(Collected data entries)
*** Begin section ***
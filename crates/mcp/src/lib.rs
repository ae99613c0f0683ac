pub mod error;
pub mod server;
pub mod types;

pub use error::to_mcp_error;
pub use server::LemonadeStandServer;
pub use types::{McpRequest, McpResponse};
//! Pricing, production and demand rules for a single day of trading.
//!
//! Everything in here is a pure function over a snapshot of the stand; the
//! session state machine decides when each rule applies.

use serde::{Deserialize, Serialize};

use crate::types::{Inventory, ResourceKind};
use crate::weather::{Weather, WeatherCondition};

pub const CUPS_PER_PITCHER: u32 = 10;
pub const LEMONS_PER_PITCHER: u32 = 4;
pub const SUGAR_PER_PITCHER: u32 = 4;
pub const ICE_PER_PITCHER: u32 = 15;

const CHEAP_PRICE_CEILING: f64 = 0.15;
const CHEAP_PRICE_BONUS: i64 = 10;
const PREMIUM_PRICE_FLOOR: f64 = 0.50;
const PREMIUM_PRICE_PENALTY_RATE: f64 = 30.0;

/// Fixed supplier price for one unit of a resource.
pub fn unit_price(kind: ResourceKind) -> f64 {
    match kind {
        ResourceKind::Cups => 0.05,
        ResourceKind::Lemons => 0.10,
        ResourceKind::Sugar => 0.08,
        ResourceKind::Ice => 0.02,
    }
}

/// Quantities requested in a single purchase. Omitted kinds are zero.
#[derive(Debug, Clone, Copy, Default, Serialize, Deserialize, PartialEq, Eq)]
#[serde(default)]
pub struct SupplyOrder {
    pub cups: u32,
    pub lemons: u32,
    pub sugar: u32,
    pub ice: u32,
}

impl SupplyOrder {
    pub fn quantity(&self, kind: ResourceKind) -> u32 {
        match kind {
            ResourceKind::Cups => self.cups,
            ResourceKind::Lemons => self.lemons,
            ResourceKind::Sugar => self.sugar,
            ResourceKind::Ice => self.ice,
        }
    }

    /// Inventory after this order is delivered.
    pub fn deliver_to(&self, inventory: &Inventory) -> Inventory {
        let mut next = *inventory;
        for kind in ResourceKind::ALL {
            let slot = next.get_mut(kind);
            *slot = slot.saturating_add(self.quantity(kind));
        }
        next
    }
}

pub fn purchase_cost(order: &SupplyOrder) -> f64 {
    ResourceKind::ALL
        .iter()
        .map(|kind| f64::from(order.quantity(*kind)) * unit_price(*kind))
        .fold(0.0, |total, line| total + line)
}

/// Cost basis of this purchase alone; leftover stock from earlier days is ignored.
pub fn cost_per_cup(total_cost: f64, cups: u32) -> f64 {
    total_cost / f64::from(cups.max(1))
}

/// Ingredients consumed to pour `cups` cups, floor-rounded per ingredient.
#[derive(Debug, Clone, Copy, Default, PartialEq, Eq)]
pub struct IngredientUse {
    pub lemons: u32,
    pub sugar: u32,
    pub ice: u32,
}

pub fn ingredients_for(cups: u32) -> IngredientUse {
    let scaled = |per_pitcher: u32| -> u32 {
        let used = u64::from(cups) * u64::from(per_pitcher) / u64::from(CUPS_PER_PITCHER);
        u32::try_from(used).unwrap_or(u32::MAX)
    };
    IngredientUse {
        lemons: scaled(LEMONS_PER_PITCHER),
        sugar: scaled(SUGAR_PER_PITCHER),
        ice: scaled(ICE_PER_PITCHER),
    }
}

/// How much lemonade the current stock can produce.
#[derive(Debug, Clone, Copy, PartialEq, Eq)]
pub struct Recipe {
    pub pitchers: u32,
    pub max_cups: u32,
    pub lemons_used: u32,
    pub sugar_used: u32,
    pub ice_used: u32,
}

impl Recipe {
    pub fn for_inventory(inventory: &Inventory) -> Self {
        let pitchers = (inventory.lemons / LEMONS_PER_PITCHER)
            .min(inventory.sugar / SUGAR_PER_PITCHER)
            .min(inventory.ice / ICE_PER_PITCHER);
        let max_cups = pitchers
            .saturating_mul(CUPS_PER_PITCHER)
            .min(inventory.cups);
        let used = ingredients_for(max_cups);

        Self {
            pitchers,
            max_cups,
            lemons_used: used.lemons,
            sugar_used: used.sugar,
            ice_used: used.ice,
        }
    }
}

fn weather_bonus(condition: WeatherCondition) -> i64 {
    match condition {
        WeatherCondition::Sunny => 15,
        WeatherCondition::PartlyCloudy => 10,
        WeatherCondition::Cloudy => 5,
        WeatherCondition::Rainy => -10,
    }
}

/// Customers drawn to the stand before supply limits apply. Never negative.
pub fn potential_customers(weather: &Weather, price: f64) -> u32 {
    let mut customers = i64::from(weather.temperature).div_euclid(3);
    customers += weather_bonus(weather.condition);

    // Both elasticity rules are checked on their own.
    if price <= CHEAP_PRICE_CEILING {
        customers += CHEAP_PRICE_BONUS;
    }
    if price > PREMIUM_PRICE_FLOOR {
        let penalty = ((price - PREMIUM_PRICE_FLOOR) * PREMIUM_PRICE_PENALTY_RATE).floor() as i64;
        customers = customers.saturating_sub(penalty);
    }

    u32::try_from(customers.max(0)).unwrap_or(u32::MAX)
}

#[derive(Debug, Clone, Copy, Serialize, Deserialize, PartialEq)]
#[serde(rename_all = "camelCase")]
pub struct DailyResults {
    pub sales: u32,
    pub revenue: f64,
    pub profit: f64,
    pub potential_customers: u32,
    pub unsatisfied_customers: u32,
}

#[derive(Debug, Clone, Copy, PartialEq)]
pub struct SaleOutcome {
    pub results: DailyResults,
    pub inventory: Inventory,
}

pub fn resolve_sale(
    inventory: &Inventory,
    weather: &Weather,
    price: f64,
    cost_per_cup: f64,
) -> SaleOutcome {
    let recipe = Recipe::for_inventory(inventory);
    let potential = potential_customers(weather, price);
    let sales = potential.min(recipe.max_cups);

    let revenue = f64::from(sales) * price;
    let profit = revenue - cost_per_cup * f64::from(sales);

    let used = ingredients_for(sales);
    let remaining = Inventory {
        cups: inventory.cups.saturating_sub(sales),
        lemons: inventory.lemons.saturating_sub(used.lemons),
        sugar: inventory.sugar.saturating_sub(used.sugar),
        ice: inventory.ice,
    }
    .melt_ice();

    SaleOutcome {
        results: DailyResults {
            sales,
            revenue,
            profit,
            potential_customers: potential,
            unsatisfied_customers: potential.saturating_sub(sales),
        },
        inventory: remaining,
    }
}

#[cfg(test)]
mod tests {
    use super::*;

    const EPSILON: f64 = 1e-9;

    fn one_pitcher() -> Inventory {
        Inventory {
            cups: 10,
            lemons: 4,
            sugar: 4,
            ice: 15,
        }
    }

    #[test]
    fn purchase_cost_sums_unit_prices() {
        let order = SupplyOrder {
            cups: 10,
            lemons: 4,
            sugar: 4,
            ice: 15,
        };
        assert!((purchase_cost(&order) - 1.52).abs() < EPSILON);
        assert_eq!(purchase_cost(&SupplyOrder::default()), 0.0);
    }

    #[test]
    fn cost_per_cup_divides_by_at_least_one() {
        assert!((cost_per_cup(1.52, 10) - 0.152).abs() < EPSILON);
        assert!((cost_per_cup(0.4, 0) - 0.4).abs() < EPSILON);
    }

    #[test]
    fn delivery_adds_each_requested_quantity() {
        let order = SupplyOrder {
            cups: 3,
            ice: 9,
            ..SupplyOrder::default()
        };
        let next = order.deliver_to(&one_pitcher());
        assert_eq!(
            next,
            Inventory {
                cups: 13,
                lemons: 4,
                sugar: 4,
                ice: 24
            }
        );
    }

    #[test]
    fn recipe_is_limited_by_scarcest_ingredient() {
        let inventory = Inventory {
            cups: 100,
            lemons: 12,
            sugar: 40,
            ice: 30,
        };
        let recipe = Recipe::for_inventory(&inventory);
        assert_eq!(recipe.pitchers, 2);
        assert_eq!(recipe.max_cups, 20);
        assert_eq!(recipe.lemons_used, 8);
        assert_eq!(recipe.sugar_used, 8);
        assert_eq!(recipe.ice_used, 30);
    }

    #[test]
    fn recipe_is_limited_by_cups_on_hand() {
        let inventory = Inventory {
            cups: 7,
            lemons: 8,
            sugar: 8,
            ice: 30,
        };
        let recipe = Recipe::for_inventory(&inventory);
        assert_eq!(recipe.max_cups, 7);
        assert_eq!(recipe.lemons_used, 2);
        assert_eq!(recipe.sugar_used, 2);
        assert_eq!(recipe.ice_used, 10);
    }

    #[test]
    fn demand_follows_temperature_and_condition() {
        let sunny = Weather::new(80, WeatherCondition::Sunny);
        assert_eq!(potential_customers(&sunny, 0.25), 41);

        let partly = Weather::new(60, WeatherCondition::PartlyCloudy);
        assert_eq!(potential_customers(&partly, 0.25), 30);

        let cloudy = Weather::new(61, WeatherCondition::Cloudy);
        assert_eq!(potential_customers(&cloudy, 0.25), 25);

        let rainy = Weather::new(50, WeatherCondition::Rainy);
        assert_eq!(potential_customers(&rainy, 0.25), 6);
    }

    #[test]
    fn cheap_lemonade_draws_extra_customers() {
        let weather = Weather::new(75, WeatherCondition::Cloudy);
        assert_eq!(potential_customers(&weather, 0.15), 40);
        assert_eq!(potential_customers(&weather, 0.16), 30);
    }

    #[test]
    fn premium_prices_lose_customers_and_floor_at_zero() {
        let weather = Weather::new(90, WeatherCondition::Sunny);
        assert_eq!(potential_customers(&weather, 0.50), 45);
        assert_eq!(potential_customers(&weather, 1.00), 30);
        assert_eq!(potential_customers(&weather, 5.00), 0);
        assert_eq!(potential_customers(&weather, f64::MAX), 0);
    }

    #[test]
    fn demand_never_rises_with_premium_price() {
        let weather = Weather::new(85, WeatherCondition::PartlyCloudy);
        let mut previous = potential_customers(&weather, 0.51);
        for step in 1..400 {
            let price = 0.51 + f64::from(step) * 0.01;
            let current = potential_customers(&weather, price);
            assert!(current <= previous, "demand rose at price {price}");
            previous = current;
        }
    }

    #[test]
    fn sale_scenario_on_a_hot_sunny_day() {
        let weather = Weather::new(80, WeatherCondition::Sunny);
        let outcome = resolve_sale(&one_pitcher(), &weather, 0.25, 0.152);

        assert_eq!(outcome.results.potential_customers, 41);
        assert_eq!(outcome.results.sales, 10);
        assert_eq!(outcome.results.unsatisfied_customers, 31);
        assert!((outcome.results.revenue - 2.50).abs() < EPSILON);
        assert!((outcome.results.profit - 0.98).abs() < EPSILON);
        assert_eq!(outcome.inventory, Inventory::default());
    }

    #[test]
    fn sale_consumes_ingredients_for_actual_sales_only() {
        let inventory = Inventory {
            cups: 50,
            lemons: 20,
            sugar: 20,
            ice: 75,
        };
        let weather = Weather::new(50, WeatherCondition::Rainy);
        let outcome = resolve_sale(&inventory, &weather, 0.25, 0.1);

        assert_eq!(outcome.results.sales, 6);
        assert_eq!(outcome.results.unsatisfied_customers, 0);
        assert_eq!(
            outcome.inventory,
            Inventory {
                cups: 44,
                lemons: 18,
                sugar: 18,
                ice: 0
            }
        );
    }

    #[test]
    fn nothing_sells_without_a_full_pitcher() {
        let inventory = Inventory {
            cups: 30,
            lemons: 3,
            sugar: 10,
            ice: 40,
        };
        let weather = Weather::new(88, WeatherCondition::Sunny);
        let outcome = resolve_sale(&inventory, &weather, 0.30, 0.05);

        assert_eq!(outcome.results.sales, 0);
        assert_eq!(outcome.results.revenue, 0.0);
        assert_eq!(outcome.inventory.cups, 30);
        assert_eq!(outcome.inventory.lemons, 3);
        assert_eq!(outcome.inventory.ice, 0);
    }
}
*** End section ***
**TASK BRIEF:**
Produce only the lines from the line containing "assert_eq!(potential_customers(&weather, 5.00), 0);" through the line containing "assert!((outcome.results.profit - 0.98).abs()", inclusive of both, exactly as they stand in the entries above.

**EXERCISE SOLUTION:**
        assert_eq!(potential_customers(&weather, 5.00), 0);
        assert_eq!(potential_customers(&weather, f64::MAX), 0);
    }

    #[test]
    fn demand_never_rises_with_premium_price() {
        let weather = Weather::new(85, WeatherCondition::PartlyCloudy);
        let mut previous = potential_customers(&weather, 0.51);
        for step in 1..400 {
            let price = 0.51 + f64::from(step) * 0.01;
            let current = potential_customers(&weather, price);
            assert!(current <= previous, "demand rose at price {price}");
            previous = current;
        }
    }

    #[test]
    fn sale_scenario_on_a_hot_sunny_day() {
        let weather = Weather::new(80, WeatherCondition::Sunny);
        let outcome = resolve_sale(&one_pitcher(), &weather, 0.25, 0.152);

        assert_eq!(outcome.results.potential_customers, 41);
        assert_eq!(outcome.results.sales, 10);
        assert_eq!(outcome.results.unsatisfied_customers, 31);
        assert!((outcome.results.revenue - 2.50).abs() < EPSILON);
        assert!((outcome.results.profit - 0.98).abs() < EPSILON);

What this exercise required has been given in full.